Appellant's first assignment of error complains of the court's ruling in admitting the testimony of the witness Graves. The question and answer follow: "Suppose that the hostler goes over to water that engine that has been left and finds it has gone out on the main line and an incoming passenger train due or passing by, what precaution would then be taken to avoid the collision? A. I don't — Defendant's counsel: We object to that; it is a supposititious case; no application to the facts here. Court: Overrule the objection. Defendant's counsel: We except; what this man might do or any other man might do is absolutely an opinion. Court: Overrule the objection. A. Well, he ought to notify somebody about it at once, and maybe he probably would hunt me up or probably hunt somebody up; it is hard to tell what he would do; he should notify somebody." We are of the opinion that this ruling could not possibly call for a reversal of the case even though it is technically erroneous, since the collision was due to the presence on the main line of one of appellant's engines unattended by anyone and which could not reasonably have been at such place under such circumstances without negligence on the part of appellant, and which appellant in no way attempts to explain. To the mind of the writer the assignment *Page 50 
is without merit for the further reason that the answer of the witness is so obviously true that his testifying to it could not have done any harm. Necessarily, if one of appellant's employes discovered such a state of affairs he ought to have notified somebody, and this is the substance of the testimony.

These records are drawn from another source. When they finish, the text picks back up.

//! Loosely-typed settings as they arrive from the admin form.
//!
//! Every field is optional and numbers may come as strings or JSON numbers;
//! [`crate::normalize`] turns this into the typed [`pickup_core::Settings`].

use std::fmt;

use pickup_core::Settings;
use serde::de::{self, MapAccess, Visitor};
use serde::ser::SerializeMap;
use serde::{Deserialize, Deserializer, Serialize, Serializer};

#[derive(Debug, Clone, Default, PartialEq, Serialize, Deserialize)]
#[serde(default)]
pub struct RawSettings {
    pub currency: Option<String>,
    pub rate_zone: Option<RawZone>,
    pub rate: Option<RawRates>,
}

#[derive(Debug, Clone, Default, PartialEq, Eq, Serialize, Deserialize)]
#[serde(default)]
pub struct RawZone {
    pub country: Option<String>,
    pub region: Option<String>,
}

#[derive(Debug, Clone, Default, PartialEq, Serialize, Deserialize)]
#[serde(default)]
pub struct RawRateRow {
    pub location: Option<String>,
    pub cost: Option<RawScalar>,
    pub maxweight: Option<RawScalar>,
    pub free: Option<RawScalar>,
}

/// A form value that should hold a number.
///
/// Integers keep their exact digits; only fractional numbers pass through a
/// float.
#[derive(Debug, Clone, PartialEq, Serialize, Deserialize)]
#[serde(untagged)]
pub enum RawScalar {
    Number(serde_json::Number),
    Bool(bool),
    Text(String),
}

impl RawScalar {
    /// The value as the text an input field would carry.
    #[must_use]
    pub fn as_text(&self) -> String {
        match self {
            RawScalar::Number(n) => match n.as_f64() {
                Some(f) if n.is_f64() => f.to_string(),
                _ => n.to_string(),
            },
            RawScalar::Bool(true) => "1".to_string(),
            RawScalar::Bool(false) => "0".to_string(),
            RawScalar::Text(s) => s.clone(),
        }
    }
}

impl From<&str> for RawScalar {
    fn from(value: &str) -> Self {
        RawScalar::Text(value.to_string())
    }
}

/// Submitted rate rows keyed by id, in submission order.
#[derive(Debug, Clone, Default, PartialEq)]
pub struct RawRates(pub Vec<(String, RawRateRow)>);

impl RawRates {
    pub fn iter(&self) -> impl Iterator<Item = &(String, RawRateRow)> {
        self.0.iter()
    }
}

impl Serialize for RawRates {
    fn serialize<S>(&self, serializer: S) -> Result<S::Ok, S::Error>
    where
        S: Serializer,
    {
        let mut map = serializer.serialize_map(Some(self.0.len()))?;
        for (id, row) in &self.0 {
            map.serialize_entry(id, row)?;
        }
        map.end()
    }
}

#[derive(Deserialize)]
#[serde(untagged)]
enum RawKey {
    Number(i64),
    Text(String),
}

struct RawRatesVisitor;

impl<'de> Visitor<'de> for RawRatesVisitor {
    type Value = RawRates;

    fn expecting(&self, f: &mut fmt::Formatter<'_>) -> fmt::Result {
        f.write_str("a map of rate rows keyed by id")
    }

    fn visit_map<A>(self, mut access: A) -> Result<Self::Value, A::Error>
    where
        A: MapAccess<'de>,
    {
        let mut rows = Vec::new();
        while let Some((key, row)) = access.next_entry::<RawKey, Option<RawRateRow>>()? {
            let id = match key {
                RawKey::Number(n) => n.to_string(),
                RawKey::Text(s) => s,
            };
            rows.push((id, row.unwrap_or_default()));
        }
        Ok(RawRates(rows))
    }

    fn visit_unit<E>(self) -> Result<Self::Value, E>
    where
        E: de::Error,
    {
        Ok(RawRates::default())
    }
}

impl<'de> Deserialize<'de> for RawRates {
    fn deserialize<D>(deserializer: D) -> Result<Self, D::Error>
    where
        D: Deserializer<'de>,
    {
        deserializer.deserialize_map(RawRatesVisitor)
    }
}

impl From<&Settings> for RawSettings {
    fn from(settings: &Settings) -> Self {
        let rows = settings
            .rate
            .iter()
            .map(|(id, entry)| {
                (
                    id.to_string(),
                    RawRateRow {
                        location: Some(entry.location.clone()),
                        cost: Some(RawScalar::Text(entry.cost.to_string())),
                        maxweight: Some(RawScalar::Text(entry.max_weight.to_string())),
                        free: Some(RawScalar::Text(entry.free_threshold.to_string())),
                    },
                )
            })
            .collect();

        RawSettings {
            currency: Some(settings.currency.clone()),
            rate_zone: Some(RawZone {
                country: Some(settings.rate_zone.country.clone()),
                region: Some(settings.rate_zone.region.clone()),
            }),
            rate: Some(RawRates(rows)),
        }
    }
}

We do not believe the evidence called for the submission of appellant's special charge No. 1. There is nothing to indicate that appellee's husband would have been killed if the incoming passenger train had been running less than six miles an hour. Indeed, the circumstances, including the nature of the wreck, are such as to authorize the conclusion that the accident was due largely to the excessive speed of the train. It is hardly reasonable that there would have been any wreck at all if the train had been proceeding at the rate allowed by the city ordinances, that is, not exceeding six miles per hour. But if so, as suggested by counsel for appellee, a rate of speed of even less than six miles might have been negligence under the circumstances and the requested charge would have excluded such a finding.
The last assignment complains of the excessiveness of the verdict. Deceased was sober, industrious, and of splendid habits, was twenty-seven years of age, a strong, healthy young man with a life expectancy of about thirty-seven years. He was earning from seventy-five to one hundred dollars per month at the time of his death. Under these circumstances the verdict was not excessive. Texas  Mexican Ry. Co. v. Higgins, 44 Texas Civ. App. 524[44 Tex. Civ. App. 524]; Texas  Pac. Ry. Co. v. Johnson, 48 Texas Civ. App. 135[48 Tex. Civ. App. 135].
All assignments of error are overruled and the judgment is affirmed.
Affirmed.
Writ of error refused.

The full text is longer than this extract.